Today, I invite you to notice the condition of your spirit. What power is working in you… and through you? Are you fluent in shame? Do you easily see the wrongs of others, but rarely your own? Are you driven by judgment? Do you see yourself as good and right—and others as broken, misguided, even disgusting? Are you tuned to fear? Do you worry about losing some previous “way of life” or “sense of order,” and feel a need to control things to keep it all from slipping away?
Then maybe the absence of Fruit in your life isn’t failure. Maybe it’s wisdom of the Plant…a Spirit-refusal to bloom under the wrong sun or out of season. Because the fruit of the Spirit doesn’t grow until it’s ready. It will not respond to coercion. It cannot grow in the season of fear. It does not serve empire—or answer to its ways.
The Spirit grows where great patience reigns. Where Love is the soil, not the reward. Where joy is unscripted, not scheduled. There’s a wildness to this fruit that no system can replicate. No program can manufacture it. No policy can contain it. And no act of judgment or condemnation can produce it.

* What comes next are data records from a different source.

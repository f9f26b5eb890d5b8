//! Pause coordination
//!
//! Tracks which gestures pause which properties and the destinations that
//! were withheld from springs while they were paused.

use std::hash::Hash;

use recoil_core::{GestureId, GestureRecognizer, PropertyKey};
use rustc_hash::{FxHashMap, FxHashSet};

use crate::system::SpringId;

/// Many-to-many relation kept in both directions
///
/// `insert` is the only mutator, so the two sides can never disagree.
///
/// ```rust
/// use recoil_spring::pause::PauseGraph;
///
/// let mut graph = PauseGraph::default();
/// graph.insert("pan", "x");
/// graph.insert("pan", "y");
/// graph.insert("pinch", "x");
///
/// assert_eq!(graph.properties_of(&"pan").count(), 2);
/// assert_eq!(graph.sources_of(&"x").count(), 2);
/// assert!(!graph.contains(&"pinch", &"y"));
/// ```
#[derive(Clone, Debug)]
pub struct PauseGraph<S, K> {
    by_source: FxHashMap<S, FxHashSet<K>>,
    by_key: FxHashMap<K, FxHashSet<S>>,
}

impl<S, K> Default for PauseGraph<S, K> {
    fn default() -> Self {
        Self {
            by_source: FxHashMap::default(),
            by_key: FxHashMap::default(),
        }
    }
}

impl<S, K> PauseGraph<S, K>
where
    S: Hash + Eq + Clone,
    K: Hash + Eq + Clone,
{
    /// Record that `source` pauses `key`, returns `false` if already recorded
    pub fn insert(&mut self, source: S, key: K) -> bool {
        let added = self
            .by_source
            .entry(source.clone())
            .or_default()
            .insert(key.clone());
        self.by_key.entry(key).or_default().insert(source);
        added
    }

    pub fn properties_of<'a>(&'a self, source: &S) -> impl Iterator<Item = &'a K> + 'a {
        self.by_source.get(source).into_iter().flatten()
    }

    pub fn sources_of<'a>(&'a self, key: &K) -> impl Iterator<Item = &'a S> + 'a {
        self.by_key.get(key).into_iter().flatten()
    }

    pub fn contains(&self, source: &S, key: &K) -> bool {
        self.by_source
            .get(source)
            .is_some_and(|keys| keys.contains(key))
    }

    pub fn is_empty(&self) -> bool {
        self.by_source.is_empty()
    }
}

/// Pause bookkeeping for one performer
#[derive(Debug, Default)]
pub(crate) struct PauseCoordinator {
    graph: PauseGraph<GestureId, PropertyKey>,
    gestures: FxHashMap<GestureId, GestureRecognizer>,
    staged: FxHashMap<SpringId, f32>,
}

impl PauseCoordinator {
    /// Record the relation; returns `true` the first time `gesture` is seen
    pub(crate) fn add_relation(&mut self, gesture: &GestureRecognizer, key: PropertyKey) -> bool {
        self.graph.insert(gesture.id(), key);
        if self.gestures.contains_key(&gesture.id()) {
            return false;
        }
        self.gestures.insert(gesture.id(), gesture.clone());
        true
    }

    /// Whether any gesture pausing `key` is in progress
    pub(crate) fn is_suppressed(&self, key: &PropertyKey) -> bool {
        self.graph.sources_of(key).any(|id| {
            self.gestures
                .get(id)
                .is_some_and(|g| g.state().is_active())
        })
    }

    pub(crate) fn properties_of(&self, gesture: GestureId) -> Vec<PropertyKey> {
        self.graph.properties_of(&gesture).cloned().collect()
    }

    /// Stage a destination, replacing any earlier one
    pub(crate) fn stage(&mut self, spring: SpringId, value: f32) {
        self.staged.insert(spring, value);
    }

    /// Stage a destination unless one is already waiting
    pub(crate) fn stage_if_absent(&mut self, spring: SpringId, value: f32) {
        self.staged.entry(spring).or_insert(value);
    }

    pub(crate) fn take_staged(&mut self, spring: SpringId) -> Option<f32> {
        self.staged.remove(&spring)
    }

    pub(crate) fn staged(&self, spring: SpringId) -> Option<f32> {
        self.staged.get(&spring).copied()
    }
}

#[cfg(test)]
mod tests {
    use super::*;
    use recoil_core::GestureState;

    #[test]
    fn test_graph_keeps_both_sides() {
        let mut graph = PauseGraph::default();
        assert!(graph.is_empty());
        assert!(graph.insert(1, "a"));
        assert!(graph.insert(1, "b"));
        assert!(graph.insert(2, "a"));
        assert!(!graph.insert(1, "a"));

        let mut keys: Vec<_> = graph.properties_of(&1).copied().collect();
        keys.sort();
        assert_eq!(keys, vec!["a", "b"]);

        let mut sources: Vec<_> = graph.sources_of(&"a").copied().collect();
        sources.sort();
        assert_eq!(sources, vec![1, 2]);

        assert_eq!(graph.sources_of(&"b").count(), 1);
        assert_eq!(graph.properties_of(&3).count(), 0);
    }

    #[test]
    fn test_suppressed_while_any_source_active() {
        let mut pause = PauseCoordinator::default();
        let key = PropertyKey::new("x");
        let pan = GestureRecognizer::new();
        let pinch = GestureRecognizer::new();

        assert!(pause.add_relation(&pan, key.clone()));
        assert!(pause.add_relation(&pinch, key.clone()));
        assert!(!pause.add_relation(&pan, PropertyKey::new("y")));
        assert!(!pause.is_suppressed(&key));

        pan.set_state(GestureState::Began);
        pinch.set_state(GestureState::Changed);
        assert!(pause.is_suppressed(&key));

        pan.set_state(GestureState::Recognized);
        assert!(pause.is_suppressed(&key));

        pinch.set_state(GestureState::Cancelled);
        assert!(!pause.is_suppressed(&key));
        assert!(!pause.is_suppressed(&PropertyKey::new("unrelated")));
    }

    #[test]
    fn test_staging() {
        let mut pause = PauseCoordinator::default();
        let id = SpringId::default();

        pause.stage_if_absent(id, 1.0);
        pause.stage_if_absent(id, 2.0);
        assert_eq!(pause.staged(id), Some(1.0));

        pause.stage(id, 3.0);
        assert_eq!(pause.take_staged(id), Some(3.0));
        assert_eq!(pause.take_staged(id), None);
    }
}
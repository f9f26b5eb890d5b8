//! Property bindings
//!
//! A [`SpringProperty`] maps a logical animatable attribute to read/write
//! access on a target object. Springs only ever deal in `f32` fractions, so
//! every binding carries a [`TypeConverter`] between the field's value type
//! and its fraction.
//!
//! Properties are identified by their [`PropertyKey`] (their name): two
//! bindings with the same name are the same property as far as springs and
//! pause relations are concerned.

use std::borrow::Cow;
use std::fmt;
use std::hash::{Hash, Hasher};
use std::rc::Rc;

use smallvec::SmallVec;

// ============================================================================
// Converters
// ============================================================================

/// Converts a value type to a float fraction and back again
pub trait TypeConverter<V> {
    /// Converts a value to its fraction
    fn convert(&self, value: &V) -> f32;

    /// Converts a fraction back to a value
    fn convert_back(&self, fraction: f32) -> V;
}

/// `f32` to `f32`
#[derive(Clone, Copy, Debug, Default)]
pub struct Identity;

impl TypeConverter<f32> for Identity {
    fn convert(&self, value: &f32) -> f32 {
        *value
    }

    fn convert_back(&self, fraction: f32) -> f32 {
        fraction
    }
}

/// `f64` fields, narrowed to `f32` while animating
#[derive(Clone, Copy, Debug, Default)]
pub struct Widen;

impl TypeConverter<f64> for Widen {
    fn convert(&self, value: &f64) -> f32 {
        *value as f32
    }

    fn convert_back(&self, fraction: f32) -> f64 {
        fraction as f64
    }
}

/// Integer fields, rounded to the nearest whole value on write
#[derive(Clone, Copy, Debug, Default)]
pub struct Round;

impl TypeConverter<i32> for Round {
    fn convert(&self, value: &i32) -> f32 {
        *value as f32
    }

    fn convert_back(&self, fraction: f32) -> i32 {
        fraction.round() as i32
    }
}

/// Byte channels (0..=255) mapped onto 0.0..=1.0
///
/// Overshoot beyond the unit range saturates.
#[derive(Clone, Copy, Debug, Default)]
pub struct UnitByte;

impl TypeConverter<u8> for UnitByte {
    fn convert(&self, value: &u8) -> f32 {
        *value as f32 / 255.0
    }

    fn convert_back(&self, fraction: f32) -> u8 {
        (fraction * 255.0).round().clamp(0.0, 255.0) as u8
    }
}

// ============================================================================
// Fraction access
// ============================================================================

/// Type-erased fraction access to one or more fields of `T`
trait FractionAccess<T> {
    fn read(&self, target: &T) -> f32;
    fn write(&self, target: &mut T, fraction: f32);
    fn arity(&self) -> usize {
        1
    }
}

/// A single field with its converter
struct Field<T, V, C> {
    get: fn(&T) -> V,
    set: fn(&mut T, V),
    converter: C,
}

impl<T, V, C: TypeConverter<V>> FractionAccess<T> for Field<T, V, C> {
    fn read(&self, target: &T) -> f32 {
        self.converter.convert(&(self.get)(target))
    }

    fn write(&self, target: &mut T, fraction: f32) {
        (self.set)(target, self.converter.convert_back(fraction));
    }
}

/// Several bindings driven by one fraction
///
/// Reads defer to the first binding, writes fan out to all of them in order.
struct Combined<T> {
    parts: SmallVec<[Rc<dyn FractionAccess<T>>; 2]>,
}

impl<T> FractionAccess<T> for Combined<T> {
    fn read(&self, target: &T) -> f32 {
        self.parts[0].read(target)
    }

    fn write(&self, target: &mut T, fraction: f32) {
        for part in &self.parts {
            part.write(target, fraction);
        }
    }

    fn arity(&self) -> usize {
        self.parts.iter().map(|p| p.arity()).sum()
    }
}

// ============================================================================
// SpringProperty
// ============================================================================

/// Identity of an animatable property
#[derive(Clone, Debug, PartialEq, Eq, Hash, PartialOrd, Ord)]
pub struct PropertyKey(Cow<'static, str>);

impl PropertyKey {
    pub fn new(name: impl Into<Cow<'static, str>>) -> Self {
        Self(name.into())
    }

    pub fn as_str(&self) -> &str {
        &self.0
    }
}

impl fmt::Display for PropertyKey {
    fn fmt(&self, f: &mut fmt::Formatter<'_>) -> fmt::Result {
        f.write_str(&self.0)
    }
}

impl From<&'static str> for PropertyKey {
    fn from(name: &'static str) -> Self {
        Self::new(name)
    }
}

/// An animatable property of targets of type `T`
///
/// Cheap to clone; equality and hashing go through the [`PropertyKey`].
///
/// # Example
///
/// ```rust
/// use recoil_core::property::{SpringProperty, UnitByte};
///
/// struct Sprite {
///     scale_x: f32,
///     scale_y: f32,
///     opacity: u8,
/// }
///
/// let scale_x = SpringProperty::new("scale_x", |s: &Sprite| s.scale_x, |s: &mut Sprite, v| s.scale_x = v);
/// let scale_y = SpringProperty::new("scale_y", |s: &Sprite| s.scale_y, |s: &mut Sprite, v| s.scale_y = v);
/// let scale = SpringProperty::combined("scale", [scale_x, scale_y]);
///
/// let opacity = SpringProperty::with_converter(
///     "opacity",
///     |s: &Sprite| s.opacity,
///     |s: &mut Sprite, v| s.opacity = v,
///     UnitByte,
/// );
///
/// let mut sprite = Sprite { scale_x: 1.0, scale_y: 1.0, opacity: 255 };
/// scale.write_fraction(&mut sprite, 0.5);
/// opacity.write_fraction(&mut sprite, 0.0);
///
/// assert_eq!((sprite.scale_x, sprite.scale_y), (0.5, 0.5));
/// assert_eq!(sprite.opacity, 0);
/// ```
pub struct SpringProperty<T> {
    key: PropertyKey,
    access: Rc<dyn FractionAccess<T>>,
}

impl<T: 'static> SpringProperty<T> {
    /// Create a property for an `f32` field
    pub fn new(
        name: impl Into<Cow<'static, str>>,
        get: fn(&T) -> f32,
        set: fn(&mut T, f32),
    ) -> Self {
        Self::with_converter(name, get, set, Identity)
    }

    /// Create a property for a field of any value type
    pub fn with_converter<V, C>(
        name: impl Into<Cow<'static, str>>,
        get: fn(&T) -> V,
        set: fn(&mut T, V),
        converter: C,
    ) -> Self
    where
        V: 'static,
        C: TypeConverter<V> + 'static,
    {
        Self {
            key: PropertyKey::new(name),
            access: Rc::new(Field {
                get,
                set,
                converter,
            }),
        }
    }

    /// Treat several properties as one
    ///
    /// # Panics
    ///
    /// Panics if `parts` is empty.
    pub fn combined(
        name: impl Into<Cow<'static, str>>,
        parts: impl IntoIterator<Item = SpringProperty<T>>,
    ) -> Self {
        let parts: SmallVec<[Rc<dyn FractionAccess<T>>; 2]> =
            parts.into_iter().map(|p| p.access).collect();
        assert!(
            !parts.is_empty(),
            "a combined property needs at least one underlying property"
        );

        Self {
            key: PropertyKey::new(name),
            access: Rc::new(Combined { parts }),
        }
    }
}

impl<T> SpringProperty<T> {
    pub fn key(&self) -> &PropertyKey {
        &self.key
    }

    pub fn name(&self) -> &str {
        self.key.as_str()
    }

    /// Number of underlying fields written by this property
    pub fn arity(&self) -> usize {
        self.access.arity()
    }

    /// Read the target's current value as a fraction
    pub fn read_fraction(&self, target: &T) -> f32 {
        self.access.read(target)
    }

    /// Write a fraction back to the target
    pub fn write_fraction(&self, target: &mut T, fraction: f32) {
        self.access.write(target, fraction);
    }
}

impl<T> Clone for SpringProperty<T> {
    fn clone(&self) -> Self {
        Self {
            key: self.key.clone(),
            access: Rc::clone(&self.access),
        }
    }
}

impl<T> PartialEq for SpringProperty<T> {
    fn eq(&self, other: &Self) -> bool {
        self.key == other.key
    }
}

impl<T> Eq for SpringProperty<T> {}

impl<T> Hash for SpringProperty<T> {
    fn hash<H: Hasher>(&self, state: &mut H) {
        self.key.hash(state);
    }
}

impl<T> fmt::Debug for SpringProperty<T> {
    fn fmt(&self, f: &mut fmt::Formatter<'_>) -> fmt::Result {
        f.debug_struct("SpringProperty")
            .field("key", &self.key)
            .field("arity", &self.arity())
            .finish()
    }
}

#[cfg(test)]
mod tests {
    use super::*;
    use std::collections::HashSet;

    #[derive(Default)]
    struct Square {
        x: f64,
        scale_x: f32,
        scale_y: f32,
        depth: i32,
        alpha: u8,
    }

    fn scale_x() -> SpringProperty<Square> {
        SpringProperty::new(
            "scale_x",
            |s: &Square| s.scale_x,
            |s: &mut Square, v| s.scale_x = v,
        )
    }

    fn scale_y() -> SpringProperty<Square> {
        SpringProperty::new(
            "scale_y",
            |s: &Square| s.scale_y,
            |s: &mut Square, v| s.scale_y = v,
        )
    }

    #[test]
    fn test_identity_round_trip() {
        let prop = scale_x();
        let mut square = Square::default();

        prop.write_fraction(&mut square, 0.75);
        assert_eq!(square.scale_x, 0.75);
        assert_eq!(prop.read_fraction(&square), 0.75);
    }

    #[test]
    fn test_combined_writes_all_reads_first() {
        let scale = SpringProperty::combined("scale", [scale_x(), scale_y()]);
        let mut square = Square::default();

        scale.write_fraction(&mut square, 2.0);
        assert_eq!(square.scale_x, 2.0);
        assert_eq!(square.scale_y, 2.0);

        square.scale_y = 5.0;
        assert_eq!(scale.read_fraction(&square), 2.0);
        assert_eq!(scale.arity(), 2);
    }

    #[test]
    #[should_panic(expected = "at least one")]
    fn test_empty_combined_panics() {
        let _ = SpringProperty::<Square>::combined("nothing", Vec::new());
    }

    #[test]
    fn test_converters() {
        let x = SpringProperty::with_converter(
            "x",
            |s: &Square| s.x,
            |s: &mut Square, v| s.x = v,
            Widen,
        );
        let depth = SpringProperty::with_converter(
            "depth",
            |s: &Square| s.depth,
            |s: &mut Square, v| s.depth = v,
            Round,
        );
        let alpha = SpringProperty::with_converter(
            "alpha",
            |s: &Square| s.alpha,
            |s: &mut Square, v| s.alpha = v,
            UnitByte,
        );
        let mut square = Square::default();

        x.write_fraction(&mut square, 12.5);
        depth.write_fraction(&mut square, 2.6);
        alpha.write_fraction(&mut square, 1.2);

        assert_eq!(square.x, 12.5);
        assert_eq!(square.depth, 3);
        assert_eq!(square.alpha, 255);
        assert_eq!(alpha.read_fraction(&square), 1.0);
    }

    #[test]
    fn test_equality_is_by_key() {
        let a = scale_x();
        let b = SpringProperty::new(
            "scale_x",
            |s: &Square| s.scale_y,
            |s: &mut Square, v| s.scale_y = v,
        );

        assert_eq!(a, b);
        assert_ne!(a, scale_y());

        let set: HashSet<_> = [a, b, scale_y()].into_iter().collect();
        assert_eq!(set.len(), 2);
    }
}
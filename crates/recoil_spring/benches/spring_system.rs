//! Criterion benchmarks for stepping many springs at once.

use std::cell::RefCell;
use std::rc::Rc;

use criterion::{black_box, criterion_group, criterion_main, BatchSize, Criterion};

use recoil_core::SpringProperty;
use recoil_spring::{MotionRuntime, SpringSystem, SpringTo};

const FRAME: f32 = 0.016;

fn moving_system(springs: usize) -> SpringSystem {
    let system = SpringSystem::new();
    for i in 0..springs {
        let id = system.create_spring();
        system.with_spring_mut(id, |s| s.set_end_value(i as f32));
    }
    system
}

fn bench_step_1000_springs(c: &mut Criterion) {
    c.bench_function("step_1000_springs", |b| {
        b.iter_batched(
            || moving_system(1000),
            |system| system.step(black_box(FRAME)),
            BatchSize::SmallInput,
        )
    });
}

fn bench_settle_100_springs(c: &mut Criterion) {
    c.bench_function("settle_100_springs", |b| {
        b.iter_batched(
            || moving_system(100),
            |system| {
                let mut frames = 0u32;
                while let Ok(true) = system.step(FRAME) {
                    frames += 1;
                }
                frames
            },
            BatchSize::SmallInput,
        )
    });
}

struct Dot {
    x: f32,
}

fn bench_runtime_100_targets(c: &mut Criterion) {
    let x = SpringProperty::new("x", |d: &Dot| d.x, |d: &mut Dot, v| d.x = v);
    c.bench_function("runtime_100_targets_frame", |b| {
        b.iter_batched(
            || {
                let mut runtime = MotionRuntime::new();
                let dots: Vec<_> = (0..100)
                    .map(|_| Rc::new(RefCell::new(Dot { x: 0.0 })))
                    .collect();
                for dot in &dots {
                    let _ = runtime.add_plan(&SpringTo::new(x.clone(), 100.0), dot);
                }
                (runtime, dots)
            },
            |(runtime, dots)| {
                let _ = runtime.step(black_box(FRAME));
                (runtime, dots)
            },
            BatchSize::SmallInput,
        )
    });
}

criterion_group!(
    benches,
    bench_step_1000_springs,
    bench_settle_100_springs,
    bench_runtime_100_targets
);
criterion_main!(benches);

It’s the fruit of another kingdom. A truer law and way. One that doesn’t require you to first behave—but invites you to first belong. To root yourself in the soil where Love really lives.
So if you’re tired of trying to force the fruit—maybe it’s time to stop. Maybe it’s time to ask: Am I willing to leave the empire ways behind… for something more holy and free?
Because the frost will soon pass. The ground will soften. The soil will wake up. Right where you are. Where I am. Right here. Even in Adirondack dirt.